Ни шороха, ни движения, присматриваюсь к себе, но не в первый раз, пристально и озабоченно, требовательно, пристрастно. Вижу наконец направление, пускаю себя куда надо. На один этаж спустился, на два этажа поднялся. Кто-то поцеловал меня на ходу, я сел на пол от неожиданности, вздрагивая, покатился фонарь, ветер это, ветер, я не сомневаюсь, что это ветер, кто-то шепчет в самое ухо: «Воткни в меня побольней, грязный ублюдок, я хочу, чтобы прыснуло изо рта и ушей!» Я радуюсь такому предложению, но не догадываюсь даже, от кого оно исходит, от мужчины, или от женщины, или от какого-нибудь животного…
От животного…
Я не слышу, и это понятно, слов, но я знаю, что животное хочет.

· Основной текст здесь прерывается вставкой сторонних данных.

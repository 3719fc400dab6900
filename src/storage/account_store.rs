//! Account data storage operations.
//!
//! Provides persistence for:
//! - Users and their cached totals
//! - Life areas
//! - Habits
//! - Streak state
//!
//! Total and level columns are only written through the crate-private
//! `update_*_totals` methods, which the ledger's reward path owns.

use chrono::{NaiveDate, Utc};
use rusqlite::{params, Connection, OptionalExtension, Row};
use uuid::Uuid;

use crate::ledger::types::{Habit, LifeArea, User};
use crate::progression::streak::{decode_window, encode_window};
use crate::progression::StreakTracker;
use crate::storage::database::{begin_write, uuid_column, DatabaseError};

/// Account store over a connection or an open transaction.
pub struct AccountStore<'a> {
    conn: &'a Connection,
}

impl<'a> AccountStore<'a> {
    /// Create a new account store with the given connection.
    pub fn new(conn: &'a Connection) -> Self {
        Self { conn }
    }

    // ========== User Operations ==========

    /// Provision a user together with an empty streak window.
    ///
    /// Both rows are written in one transaction, so this must not be called
    /// while another transaction is open on the connection. The window
    /// length is fixed here for the lifetime of the user.
    pub fn create_user(&self, display_name: &str, window_size: usize) -> Result<User, DatabaseError> {
        let user = User::new(display_name.to_string());

        let tx = begin_write(self.conn)?;
        let store = AccountStore::new(&tx);
        store.insert_user(&user)?;
        store.save_streak(user.id, &StreakTracker::new(window_size))?;
        tx.commit()?;

        tracing::debug!("Provisioned user {}", user.id);
        Ok(user)
    }

    /// Insert a user row.
    pub fn insert_user(&self, user: &User) -> Result<(), DatabaseError> {
        self.conn.execute(
            "INSERT INTO users (id, display_name, total_xp_earned, points, level, created_at, updated_at)
             VALUES (?1, ?2, ?3, ?4, ?5, ?6, ?7)",
            params![
                user.id.to_string(),
                user.display_name,
                user.total_xp_earned,
                user.points,
                user.level,
                user.created_at,
                user.updated_at,
            ],
        )?;
        Ok(())
    }

    /// Get a user by ID.
    pub fn get_user(&self, user_id: Uuid) -> Result<Option<User>, DatabaseError> {
        self.conn
            .query_row(
                "SELECT id, display_name, total_xp_earned, points, level, created_at, updated_at
                 FROM users WHERE id = ?1",
                params![user_id.to_string()],
                row_to_user,
            )
            .optional()
            .map_err(DatabaseError::from)
    }

    /// Get a user by ID, failing when it does not exist.
    pub fn require_user(&self, user_id: Uuid) -> Result<User, DatabaseError> {
        self.get_user(user_id)?
            .ok_or_else(|| DatabaseError::NotFound(format!("user {}", user_id)))
    }

    /// Get several users, skipping unknown IDs.
    pub fn get_users(&self, user_ids: &[Uuid]) -> Result<Vec<User>, DatabaseError> {
        let mut users = Vec::with_capacity(user_ids.len());
        for id in user_ids {
            if let Some(user) = self.get_user(*id)? {
                users.push(user);
            }
        }
        Ok(users)
    }

    pub(crate) fn update_user_totals(
        &self,
        user_id: Uuid,
        total_xp_earned: u64,
        points: u64,
        level: u32,
    ) -> Result<(), DatabaseError> {
        let updated = self.conn.execute(
            "UPDATE users SET total_xp_earned = ?2, points = ?3, level = ?4, updated_at = ?5
             WHERE id = ?1",
            params![user_id.to_string(), total_xp_earned, points, level, Utc::now()],
        )?;
        if updated == 0 {
            return Err(DatabaseError::NotFound(format!("user {}", user_id)));
        }
        Ok(())
    }

    // ========== Life Area Operations ==========

    /// Create a life area for a user.
    pub fn create_life_area(&self, user_id: Uuid, name: &str) -> Result<LifeArea, DatabaseError> {
        self.require_user(user_id)?;
        let area = LifeArea::new(user_id, name.to_string());
        self.conn.execute(
            "INSERT INTO life_areas (id, user_id, name, total_xp, level, enabled, created_at)
             VALUES (?1, ?2, ?3, ?4, ?5, ?6, ?7)",
            params![
                area.id.to_string(),
                area.user_id.to_string(),
                area.name,
                area.total_xp,
                area.level,
                area.enabled,
                area.created_at,
            ],
        )?;
        Ok(area)
    }

    /// Get a life area by ID.
    pub fn get_life_area(&self, area_id: Uuid) -> Result<Option<LifeArea>, DatabaseError> {
        self.conn
            .query_row(
                "SELECT id, user_id, name, total_xp, level, enabled, created_at
                 FROM life_areas WHERE id = ?1",
                params![area_id.to_string()],
                row_to_life_area,
            )
            .optional()
            .map_err(DatabaseError::from)
    }

    /// Get all life areas of a user, oldest first.
    pub fn life_areas_for_user(&self, user_id: Uuid) -> Result<Vec<LifeArea>, DatabaseError> {
        let mut stmt = self.conn.prepare(
            "SELECT id, user_id, name, total_xp, level, enabled, created_at
             FROM life_areas WHERE user_id = ?1
             ORDER BY created_at ASC, name ASC",
        )?;
        let rows = stmt.query_map(params![user_id.to_string()], row_to_life_area)?;
        rows.collect::<Result<Vec<_>, _>>().map_err(DatabaseError::from)
    }

    /// Enable or disable a life area.
    pub fn set_life_area_enabled(&self, area_id: Uuid, enabled: bool) -> Result<(), DatabaseError> {
        let updated = self.conn.execute(
            "UPDATE life_areas SET enabled = ?2 WHERE id = ?1",
            params![area_id.to_string(), enabled],
        )?;
        if updated == 0 {
            return Err(DatabaseError::NotFound(format!("life area {}", area_id)));
        }
        Ok(())
    }

    pub(crate) fn update_area_totals(
        &self,
        area_id: Uuid,
        total_xp: u64,
        level: u32,
    ) -> Result<(), DatabaseError> {
        let updated = self.conn.execute(
            "UPDATE life_areas SET total_xp = ?2, level = ?3 WHERE id = ?1",
            params![area_id.to_string(), total_xp, level],
        )?;
        if updated == 0 {
            return Err(DatabaseError::NotFound(format!("life area {}", area_id)));
        }
        Ok(())
    }

    // ========== Habit Operations ==========

    /// Create a habit in one of the user's life areas.
    pub fn create_habit(
        &self,
        user_id: Uuid,
        life_area_id: Uuid,
        name: &str,
        xp: u64,
    ) -> Result<Habit, DatabaseError> {
        if !Habit::validate_xp(xp) {
            return Err(DatabaseError::ConstraintViolation(format!(
                "habit xp must be between 10 and 100, got {}",
                xp
            )));
        }

        let area = self
            .get_life_area(life_area_id)?
            .ok_or_else(|| DatabaseError::NotFound(format!("life area {}", life_area_id)))?;
        if area.user_id != user_id {
            return Err(DatabaseError::ConstraintViolation(format!(
                "life area {} belongs to another user",
                life_area_id
            )));
        }

        let habit = Habit::new(user_id, life_area_id, name.to_string(), xp);
        self.conn.execute(
            "INSERT INTO habits (id, user_id, life_area_id, name, xp, created_at)
             VALUES (?1, ?2, ?3, ?4, ?5, ?6)",
            params![
                habit.id.to_string(),
                habit.user_id.to_string(),
                habit.life_area_id.to_string(),
                habit.name,
                habit.xp,
                habit.created_at,
            ],
        )?;
        Ok(habit)
    }

    /// Get a habit by ID.
    pub fn get_habit(&self, habit_id: Uuid) -> Result<Option<Habit>, DatabaseError> {
        self.conn
            .query_row(
                "SELECT id, user_id, life_area_id, name, xp, created_at
                 FROM habits WHERE id = ?1",
                params![habit_id.to_string()],
                row_to_habit,
            )
            .optional()
            .map_err(DatabaseError::from)
    }

    /// Get all habits of a user.
    pub fn habits_for_user(&self, user_id: Uuid) -> Result<Vec<Habit>, DatabaseError> {
        let mut stmt = self.conn.prepare(
            "SELECT id, user_id, life_area_id, name, xp, created_at
             FROM habits WHERE user_id = ?1
             ORDER BY created_at ASC, name ASC",
        )?;
        let rows = stmt.query_map(params![user_id.to_string()], row_to_habit)?;
        rows.collect::<Result<Vec<_>, _>>().map_err(DatabaseError::from)
    }

    /// Change the XP reward of a habit. Past completions keep their recorded XP.
    pub fn set_habit_xp(&self, habit_id: Uuid, xp: u64) -> Result<(), DatabaseError> {
        if !Habit::validate_xp(xp) {
            return Err(DatabaseError::ConstraintViolation(format!(
                "habit xp must be between 10 and 100, got {}",
                xp
            )));
        }
        let updated = self.conn.execute(
            "UPDATE habits SET xp = ?2 WHERE id = ?1",
            params![habit_id.to_string(), xp],
        )?;
        if updated == 0 {
            return Err(DatabaseError::NotFound(format!("habit {}", habit_id)));
        }
        Ok(())
    }

    // ========== Streak Operations ==========

    /// Load the streak state of a user.
    pub fn get_streak(&self, user_id: Uuid) -> Result<Option<StreakTracker>, DatabaseError> {
        let row = self
            .conn
            .query_row(
                "SELECT last_n_days, longest_streak, last_completion_date, window_end
                 FROM streaks WHERE user_id = ?1",
                params![user_id.to_string()],
                |row| {
                    Ok((
                        row.get::<_, String>(0)?,
                        row.get::<_, u32>(1)?,
                        row.get::<_, Option<NaiveDate>>(2)?,
                        row.get::<_, Option<NaiveDate>>(3)?,
                    ))
                },
            )
            .optional()?;

        let Some((encoded, longest, last_completion, window_end)) = row else {
            return Ok(None);
        };

        let days = decode_window(&encoded)
            .map_err(|e| DatabaseError::DeserializationError(e.to_string()))?;
        StreakTracker::from_parts(days, longest, last_completion, window_end)
            .map(Some)
            .map_err(|e| DatabaseError::DeserializationError(e.to_string()))
    }

    /// Load the streak state of a user, failing when it does not exist.
    pub fn require_streak(&self, user_id: Uuid) -> Result<StreakTracker, DatabaseError> {
        self.get_streak(user_id)?
            .ok_or_else(|| DatabaseError::NotFound(format!("streak for user {}", user_id)))
    }

    pub(crate) fn save_streak(&self, user_id: Uuid, streak: &StreakTracker) -> Result<(), DatabaseError> {
        self.conn.execute(
            "INSERT INTO streaks (user_id, current_streak, longest_streak, last_n_days,
                                  last_completion_date, window_end, updated_at)
             VALUES (?1, ?2, ?3, ?4, ?5, ?6, ?7)
             ON CONFLICT(user_id) DO UPDATE SET
                current_streak = excluded.current_streak,
                longest_streak = excluded.longest_streak,
                last_n_days = excluded.last_n_days,
                last_completion_date = excluded.last_completion_date,
                window_end = excluded.window_end,
                updated_at = excluded.updated_at",
            params![
                user_id.to_string(),
                streak.current_streak(),
                streak.longest_streak(),
                encode_window(streak.last_n_days()),
                streak.last_completion_date(),
                streak.window_end(),
                Utc::now(),
            ],
        )?;
        Ok(())
    }
}

fn row_to_user(row: &Row<'_>) -> rusqlite::Result<User> {
    Ok(User {
        id: uuid_column(row, 0)?,
        display_name: row.get(1)?,
        total_xp_earned: row.get(2)?,
        points: row.get(3)?,
        level: row.get(4)?,
        created_at: row.get(5)?,
        updated_at: row.get(6)?,
    })
}

fn row_to_life_area(row: &Row<'_>) -> rusqlite::Result<LifeArea> {
    Ok(LifeArea {
        id: uuid_column(row, 0)?,
        user_id: uuid_column(row, 1)?,
        name: row.get(2)?,
        total_xp: row.get(3)?,
        level: row.get(4)?,
        enabled: row.get(5)?,
        created_at: row.get(6)?,
    })
}

fn row_to_habit(row: &Row<'_>) -> rusqlite::Result<Habit> {
    Ok(Habit {
        id: uuid_column(row, 0)?,
        user_id: uuid_column(row, 1)?,
        life_area_id: uuid_column(row, 2)?,
        name: row.get(3)?,
        xp: row.get(4)?,
        created_at: row.get(5)?,
    })
}
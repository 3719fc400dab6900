//! Database schema definitions for HabitQuest.

/// SQL schema for creating all database tables.
pub const SCHEMA: &str = r#"
-- Users table
CREATE TABLE IF NOT EXISTS users (
    id TEXT PRIMARY KEY,
    display_name TEXT NOT NULL,
    total_xp_earned INTEGER NOT NULL DEFAULT 0 CHECK (total_xp_earned >= 0),
    points INTEGER NOT NULL DEFAULT 0 CHECK (points >= 0),
    level INTEGER NOT NULL DEFAULT 1 CHECK (level >= 1),
    created_at TEXT NOT NULL,
    updated_at TEXT NOT NULL
);

-- Life areas table
CREATE TABLE IF NOT EXISTS life_areas (
    id TEXT PRIMARY KEY,
    user_id TEXT NOT NULL REFERENCES users(id),
    name TEXT NOT NULL,
    total_xp INTEGER NOT NULL DEFAULT 0 CHECK (total_xp >= 0),
    level INTEGER NOT NULL DEFAULT 1 CHECK (level >= 1),
    enabled INTEGER NOT NULL DEFAULT 1,
    created_at TEXT NOT NULL
);

CREATE INDEX IF NOT EXISTS idx_life_areas_user_id ON life_areas(user_id);

-- Habits table
CREATE TABLE IF NOT EXISTS habits (
    id TEXT PRIMARY KEY,
    user_id TEXT NOT NULL REFERENCES users(id),
    life_area_id TEXT NOT NULL REFERENCES life_areas(id),
    name TEXT NOT NULL,
    xp INTEGER NOT NULL,
    created_at TEXT NOT NULL
);

CREATE INDEX IF NOT EXISTS idx_habits_user_id ON habits(user_id);

-- Habit completions ledger (append-only, one row per habit per day)
CREATE TABLE IF NOT EXISTS habit_completions (
    id TEXT PRIMARY KEY,
    habit_id TEXT NOT NULL REFERENCES habits(id),
    user_id TEXT NOT NULL REFERENCES users(id),
    life_area_id TEXT NOT NULL REFERENCES life_areas(id),
    completed_on TEXT NOT NULL,
    xp_earned INTEGER NOT NULL,
    points_earned INTEGER NOT NULL,
    bonus_points INTEGER NOT NULL DEFAULT 0,
    created_at TEXT NOT NULL,
    UNIQUE(habit_id, completed_on)
);

CREATE INDEX IF NOT EXISTS idx_completions_user_day ON habit_completions(user_id, completed_on);

-- Streaks table
CREATE TABLE IF NOT EXISTS streaks (
    user_id TEXT PRIMARY KEY REFERENCES users(id),
    current_streak INTEGER NOT NULL DEFAULT 0,
    longest_streak INTEGER NOT NULL DEFAULT 0,
    last_n_days TEXT NOT NULL,
    last_completion_date TEXT,
    window_end TEXT,
    updated_at TEXT NOT NULL
);

-- Achievement catalogue
CREATE TABLE IF NOT EXISTS achievements (
    key TEXT PRIMARY KEY,
    name TEXT NOT NULL,
    description TEXT NOT NULL,
    requirement_type TEXT NOT NULL,
    requirement_value INTEGER NOT NULL,
    tier TEXT NOT NULL,
    xp_reward INTEGER NOT NULL DEFAULT 0,
    points_reward INTEGER NOT NULL DEFAULT 0
);

-- Per-user achievement unlocks and claims
CREATE TABLE IF NOT EXISTS user_achievements (
    user_id TEXT NOT NULL REFERENCES users(id),
    achievement_key TEXT NOT NULL REFERENCES achievements(key),
    progress INTEGER NOT NULL,
    unlocked_at TEXT NOT NULL,
    claimed_at TEXT,
    PRIMARY KEY (user_id, achievement_key)
);

-- Weekly leaderboard aggregates
CREATE TABLE IF NOT EXISTS weekly_leaderboard (
    user_id TEXT NOT NULL REFERENCES users(id),
    week_start TEXT NOT NULL,
    weekly_xp_earned INTEGER NOT NULL DEFAULT 0,
    weekly_points_earned INTEGER NOT NULL DEFAULT 0,
    habits_completed INTEGER NOT NULL DEFAULT 0,
    updated_at TEXT NOT NULL,
    PRIMARY KEY (user_id, week_start)
);

CREATE INDEX IF NOT EXISTS idx_weekly_leaderboard_week ON weekly_leaderboard(week_start);

-- Friendships (managed by the social graph, read here for scoping)
CREATE TABLE IF NOT EXISTS friendships (
    user_id TEXT NOT NULL REFERENCES users(id),
    friend_id TEXT NOT NULL REFERENCES users(id),
    status TEXT NOT NULL DEFAULT 'pending',
    created_at TEXT NOT NULL,
    PRIMARY KEY (user_id, friend_id),
    CHECK (user_id <> friend_id)
);
"#;

/// SQL for the schema version table.
pub const SCHEMA_VERSION_TABLE: &str = r#"
CREATE TABLE IF NOT EXISTS schema_version (
    version INTEGER PRIMARY KEY,
    applied_at TEXT NOT NULL
);
"#;

/// Current schema version.
pub const CURRENT_VERSION: i32 = 1;
//! Weekly leaderboard module
//!
//! Per-user weekly aggregates keyed by Monday-start weeks, and ranked views
//! scoped to a user's accepted friends.

pub mod weekly;

pub use weekly::{
    rank_entries, week_start, FriendsLeaderboard, LeaderboardAggregator, RankedEntry, WeeklyEntry,
};
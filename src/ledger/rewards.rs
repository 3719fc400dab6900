//! The single write path for user and area progression totals.
//!
//! Completions, reversals, achievement claims and out-of-band grants all
//! change XP and points through these functions, so level-ups and bonuses
//! behave the same whatever triggered them. Callers pass an open
//! transaction; nothing here commits.

use rusqlite::Connection;
use uuid::Uuid;

use crate::error::{EngineError, EngineResult};
use crate::ledger::types::{RewardOutcome, UserTotals};
use crate::progression::{level_from_xp, level_up_bonus, LevelChange};
use crate::storage::{AccountStore, ProgressionRules};

/// Result of applying an XP delta to a life area.
#[derive(Debug, Clone, Copy, PartialEq, Eq)]
pub(crate) struct AreaRewardOutcome {
    pub level: LevelChange,
    pub total_xp: u64,
    /// Area level-up bonus points, to be paid into the user's balance
    pub bonus_points: u64,
}

/// Convert a recorded amount to a signed delta.
pub(crate) fn to_delta(amount: u64) -> EngineResult<i64> {
    i64::try_from(amount)
        .map_err(|_| EngineError::InvariantViolation(format!("amount {} out of range", amount)))
}

/// Add a signed delta to a balance, clamping at zero.
pub(crate) fn apply_clamped(balance: u64, delta: i64) -> u64 {
    if delta >= 0 {
        balance.saturating_add(delta.unsigned_abs())
    } else {
        balance.saturating_sub(delta.unsigned_abs())
    }
}

fn signed_difference(after: u64, before: u64) -> i64 {
    if after >= before {
        i64::try_from(after - before).unwrap_or(i64::MAX)
    } else {
        i64::try_from(before - after).map(|d| -d).unwrap_or(i64::MIN)
    }
}

/// Apply XP and points deltas to a user and recompute the level.
///
/// Both balances clamp at zero. When the level rises, the bonus for every
/// level crossed is added to points on top of `points_delta`.
pub(crate) fn apply_user_delta(
    conn: &Connection,
    rules: &ProgressionRules,
    user_id: Uuid,
    xp_delta: i64,
    points_delta: i64,
) -> EngineResult<RewardOutcome> {
    let accounts = AccountStore::new(conn);
    let user = accounts
        .get_user(user_id)?
        .ok_or_else(|| EngineError::NotFound(format!("user {}", user_id)))?;

    // The cached level is not trusted; derive it from XP
    let old_level = level_from_xp(user.total_xp_earned, &rules.user_curve);
    let total_xp_earned = apply_clamped(user.total_xp_earned, xp_delta);
    let new_level = level_from_xp(total_xp_earned, &rules.user_curve);

    let bonus_points = level_up_bonus(old_level, new_level, rules.level_up_bonus);
    let points = apply_clamped(user.points, points_delta).saturating_add(bonus_points);

    accounts.update_user_totals(user_id, total_xp_earned, points, new_level)?;

    let level = LevelChange::new(old_level, new_level);
    if level.leveled_up() {
        tracing::info!(
            "User {} reached level {} (+{} bonus points)",
            user_id,
            new_level,
            bonus_points
        );
    } else if new_level < old_level {
        tracing::debug!("User {} dropped to level {}", user_id, new_level);
    }

    Ok(RewardOutcome {
        xp_delta: signed_difference(total_xp_earned, user.total_xp_earned),
        points_delta: signed_difference(points, user.points),
        bonus_points,
        level,
        totals: UserTotals {
            total_xp_earned,
            points,
            level: new_level,
        },
    })
}

/// Apply an XP delta to a life area and recompute its level.
pub(crate) fn apply_area_delta(
    conn: &Connection,
    rules: &ProgressionRules,
    area_id: Uuid,
    xp_delta: i64,
) -> EngineResult<AreaRewardOutcome> {
    let accounts = AccountStore::new(conn);
    let area = accounts
        .get_life_area(area_id)?
        .ok_or_else(|| EngineError::NotFound(format!("life area {}", area_id)))?;

    let old_level = level_from_xp(area.total_xp, &rules.area_curve);
    let total_xp = apply_clamped(area.total_xp, xp_delta);
    let new_level = level_from_xp(total_xp, &rules.area_curve);
    let bonus_points = level_up_bonus(old_level, new_level, rules.area_level_up_bonus);

    accounts.update_area_totals(area_id, total_xp, new_level)?;

    if new_level > old_level {
        tracing::info!("Life area {} reached level {}", area.name, new_level);
    }

    Ok(AreaRewardOutcome {
        level: LevelChange::new(old_level, new_level),
        total_xp,
        bonus_points,
    })
}
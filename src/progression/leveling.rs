//! Level curves.
//!
//! Pure functions mapping accumulated XP to a level. The same shape is used
//! for the global user level and for life areas, each with its own curve.

use serde::{Deserialize, Serialize};

/// Geometric level curve.
///
/// Reaching level `n` (n >= 2) costs `base_xp_per_level * multiplier^(n-2)`
/// XP on top of everything needed for level `n - 1`. Per-level costs are
/// rounded to whole XP so cumulative thresholds are exact integers.
#[derive(Debug, Clone, Copy, PartialEq, Serialize, Deserialize)]
#[serde(default)]
pub struct LevelCurve {
    /// XP needed to go from level 1 to level 2
    pub base_xp_per_level: u64,
    /// Growth factor applied to each further level
    pub multiplier: f64,
    /// Highest reachable level
    pub max_level: u32,
}

impl Default for LevelCurve {
    fn default() -> Self {
        Self {
            base_xp_per_level: 150,
            multiplier: 1.2,
            max_level: 100,
        }
    }
}

impl LevelCurve {
    /// Check the curve is usable.
    pub fn validate(&self) -> Result<(), &'static str> {
        if self.base_xp_per_level == 0 {
            return Err("base_xp_per_level must be positive");
        }
        if !self.multiplier.is_finite() || self.multiplier < 1.0 {
            return Err("multiplier must be at least 1.0");
        }
        if self.max_level == 0 {
            return Err("max_level must be at least 1");
        }
        Ok(())
    }

    /// XP cost of the step into `level` (0 for level 1 and below).
    pub fn level_threshold(&self, level: u32) -> u64 {
        if level < 2 {
            return 0;
        }
        let exponent = i32::try_from(level - 2).unwrap_or(i32::MAX);
        let cost = self.base_xp_per_level as f64 * self.multiplier.powi(exponent);
        // Float-to-int casts saturate, so an overflowing curve pins at u64::MAX
        cost.round() as u64
    }

    /// Cumulative XP required to stand at `level`.
    pub fn xp_for_level(&self, level: u32) -> u64 {
        let capped = level.min(self.max_level);
        (2..=capped).fold(0u64, |total, n| total.saturating_add(self.level_threshold(n)))
    }
}

/// Level reached with `total_xp` on `curve`.
///
/// Largest level whose cumulative threshold is <= `total_xp`, capped at
/// `curve.max_level`. Monotonic non-decreasing in XP.
pub fn level_from_xp(total_xp: u64, curve: &LevelCurve) -> u32 {
    let mut level = 1;
    let mut cumulative = 0u64;

    while level < curve.max_level {
        let next = cumulative.saturating_add(curve.level_threshold(level + 1));
        if next > total_xp {
            break;
        }
        cumulative = next;
        level += 1;
    }

    level
}

/// Position inside the current level, for reporting.
#[derive(Debug, Clone, Copy, PartialEq, Eq, Serialize, Deserialize)]
pub struct LevelProgress {
    pub level: u32,
    /// XP earned since reaching `level`
    pub earned_in_level: u64,
    /// XP the step to the next level costs; 0 at the cap
    pub needed_for_level: u64,
}

impl LevelProgress {
    /// Completion of the current level in `0.0..=1.0`.
    pub fn fraction(&self) -> f64 {
        if self.needed_for_level == 0 {
            return 1.0;
        }
        (self.earned_in_level as f64 / self.needed_for_level as f64).min(1.0)
    }
}

/// Progress within `level` for a total of `total_xp`.
pub fn progress_within_level(total_xp: u64, level: u32, curve: &LevelCurve) -> LevelProgress {
    let level = level.clamp(1, curve.max_level);
    let earned_in_level = total_xp.saturating_sub(curve.xp_for_level(level));
    let needed_for_level = if level >= curve.max_level {
        0
    } else {
        curve.level_threshold(level + 1)
    };

    LevelProgress {
        level,
        earned_in_level,
        needed_for_level,
    }
}

/// Points granted for `xp`: `floor(xp * ratio)`.
pub fn points_from_xp(xp: u64, ratio: f64) -> u64 {
    (xp as f64 * ratio).floor() as u64
}

/// Bonus points for moving from `old_level` to `new_level`.
///
/// Every level crossed contributes `level * per_level_bonus`, so a jump of
/// several levels pays each of them. No bonus when the level did not rise.
pub fn level_up_bonus(old_level: u32, new_level: u32, per_level_bonus: u64) -> u64 {
    if new_level <= old_level {
        return 0;
    }
    (old_level + 1..=new_level)
        .map(|level| u64::from(level).saturating_mul(per_level_bonus))
        .fold(0u64, u64::saturating_add)
}

/// Before/after levels of a single XP change.
#[derive(Debug, Clone, Copy, PartialEq, Eq, Serialize, Deserialize)]
pub struct LevelChange {
    pub old_level: u32,
    pub new_level: u32,
}

impl LevelChange {
    pub fn new(old_level: u32, new_level: u32) -> Self {
        Self {
            old_level,
            new_level,
        }
    }

    pub fn leveled_up(&self) -> bool {
        self.new_level > self.old_level
    }

    /// Levels gained (0 when unchanged or lost).
    pub fn levels_gained(&self) -> u32 {
        self.new_level.saturating_sub(self.old_level)
    }
}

Оно хочет, чтобы в него воткнули, и побольней. Кто-то помог мне обрести эти странные способности. Старик?.. Не нужны они мне. Я обязан стать самым лучшим и великим живописцем. Зачем мне чтение мыслей и видение чужих образов? Желание зверя услышал впервые… Жизнь его не прошла через меня. Правда, если только совсем немного… Увидел голого потного мужчину, будто покрытого жиром, с палкой в одной руке и с хлыстом в другой руке, в глазах ненависть и похоть, по зубам текут слюна и кровь. Потный бьет его… Кого? Львенка, не тигренка, еще маленького, самочку, девочку, не рысь, не пантеру, уже сильного, но еще беспомощного, голодного, голодного, голодного…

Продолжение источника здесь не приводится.